_How to complete this task:_ Go through the entries and copy every line that has the string "provider" in it.

***

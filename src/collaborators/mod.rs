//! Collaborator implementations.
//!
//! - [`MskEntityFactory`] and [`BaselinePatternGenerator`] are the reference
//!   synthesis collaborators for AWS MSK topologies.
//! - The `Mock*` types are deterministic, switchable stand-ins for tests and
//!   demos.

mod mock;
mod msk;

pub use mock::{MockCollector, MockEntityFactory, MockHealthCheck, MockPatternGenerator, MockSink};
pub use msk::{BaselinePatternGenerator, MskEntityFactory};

***

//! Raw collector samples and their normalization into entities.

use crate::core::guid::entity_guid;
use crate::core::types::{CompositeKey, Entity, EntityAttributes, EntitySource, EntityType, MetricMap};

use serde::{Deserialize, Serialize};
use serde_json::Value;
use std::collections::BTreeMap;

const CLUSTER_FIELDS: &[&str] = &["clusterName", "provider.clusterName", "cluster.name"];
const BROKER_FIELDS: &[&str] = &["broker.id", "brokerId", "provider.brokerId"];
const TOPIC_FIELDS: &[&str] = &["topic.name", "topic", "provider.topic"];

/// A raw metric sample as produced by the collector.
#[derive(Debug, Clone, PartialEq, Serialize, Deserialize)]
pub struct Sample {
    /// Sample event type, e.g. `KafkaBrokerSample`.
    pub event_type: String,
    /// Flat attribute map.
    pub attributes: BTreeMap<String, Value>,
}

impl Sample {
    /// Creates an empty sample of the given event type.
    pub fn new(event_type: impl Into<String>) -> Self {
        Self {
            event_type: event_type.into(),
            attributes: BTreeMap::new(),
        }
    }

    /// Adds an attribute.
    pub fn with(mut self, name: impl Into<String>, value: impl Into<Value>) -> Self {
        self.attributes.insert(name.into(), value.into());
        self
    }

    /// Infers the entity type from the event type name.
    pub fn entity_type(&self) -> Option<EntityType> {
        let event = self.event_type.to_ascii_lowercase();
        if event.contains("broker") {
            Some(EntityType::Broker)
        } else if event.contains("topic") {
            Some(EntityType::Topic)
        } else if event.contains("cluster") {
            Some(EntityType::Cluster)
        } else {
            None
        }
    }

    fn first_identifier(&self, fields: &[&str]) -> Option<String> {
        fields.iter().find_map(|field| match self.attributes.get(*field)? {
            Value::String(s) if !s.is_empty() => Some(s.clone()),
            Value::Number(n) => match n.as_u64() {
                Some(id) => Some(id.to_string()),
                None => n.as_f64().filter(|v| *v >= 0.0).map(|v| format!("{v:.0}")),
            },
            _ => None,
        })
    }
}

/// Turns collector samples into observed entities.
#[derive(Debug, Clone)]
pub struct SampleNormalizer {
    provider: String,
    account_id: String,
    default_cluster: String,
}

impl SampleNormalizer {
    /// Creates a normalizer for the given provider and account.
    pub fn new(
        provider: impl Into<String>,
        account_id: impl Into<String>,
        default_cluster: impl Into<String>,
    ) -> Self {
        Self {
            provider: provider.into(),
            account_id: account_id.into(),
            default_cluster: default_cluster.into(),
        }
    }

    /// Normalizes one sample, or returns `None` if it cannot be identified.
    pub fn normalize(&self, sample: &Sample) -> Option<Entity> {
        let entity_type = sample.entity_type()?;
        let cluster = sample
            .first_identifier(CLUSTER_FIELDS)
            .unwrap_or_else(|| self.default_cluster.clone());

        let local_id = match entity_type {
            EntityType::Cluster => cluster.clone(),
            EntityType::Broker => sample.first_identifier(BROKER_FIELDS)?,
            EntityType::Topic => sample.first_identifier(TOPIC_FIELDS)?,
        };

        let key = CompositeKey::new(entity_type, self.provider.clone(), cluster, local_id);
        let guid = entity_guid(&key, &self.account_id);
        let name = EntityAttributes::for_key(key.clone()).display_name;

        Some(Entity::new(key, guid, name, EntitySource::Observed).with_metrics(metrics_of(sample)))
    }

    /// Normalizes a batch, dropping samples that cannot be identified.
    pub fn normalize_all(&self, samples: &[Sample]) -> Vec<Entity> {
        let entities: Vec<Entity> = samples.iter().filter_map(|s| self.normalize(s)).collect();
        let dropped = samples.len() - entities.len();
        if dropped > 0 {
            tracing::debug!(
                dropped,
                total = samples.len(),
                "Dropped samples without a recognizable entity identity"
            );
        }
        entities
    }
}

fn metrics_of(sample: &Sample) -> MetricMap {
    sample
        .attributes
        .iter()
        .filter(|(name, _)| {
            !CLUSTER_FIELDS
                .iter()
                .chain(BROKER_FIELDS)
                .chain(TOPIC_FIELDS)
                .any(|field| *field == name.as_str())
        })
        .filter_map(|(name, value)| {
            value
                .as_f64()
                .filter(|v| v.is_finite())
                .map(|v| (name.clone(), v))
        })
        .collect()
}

***

_Solved exercise:_
const CLUSTER_FIELDS: &[&str] = &["clusterName", "provider.clusterName", "cluster.name"];
const BROKER_FIELDS: &[&str] = &["broker.id", "brokerId", "provider.brokerId"];
const TOPIC_FIELDS: &[&str] = &["topic.name", "topic", "provider.topic"];
    provider: String,
    /// Creates a normalizer for the given provider and account.
        provider: impl Into<String>,
            provider: provider.into(),
        let key = CompositeKey::new(entity_type, self.provider.clone(), cluster, local_id);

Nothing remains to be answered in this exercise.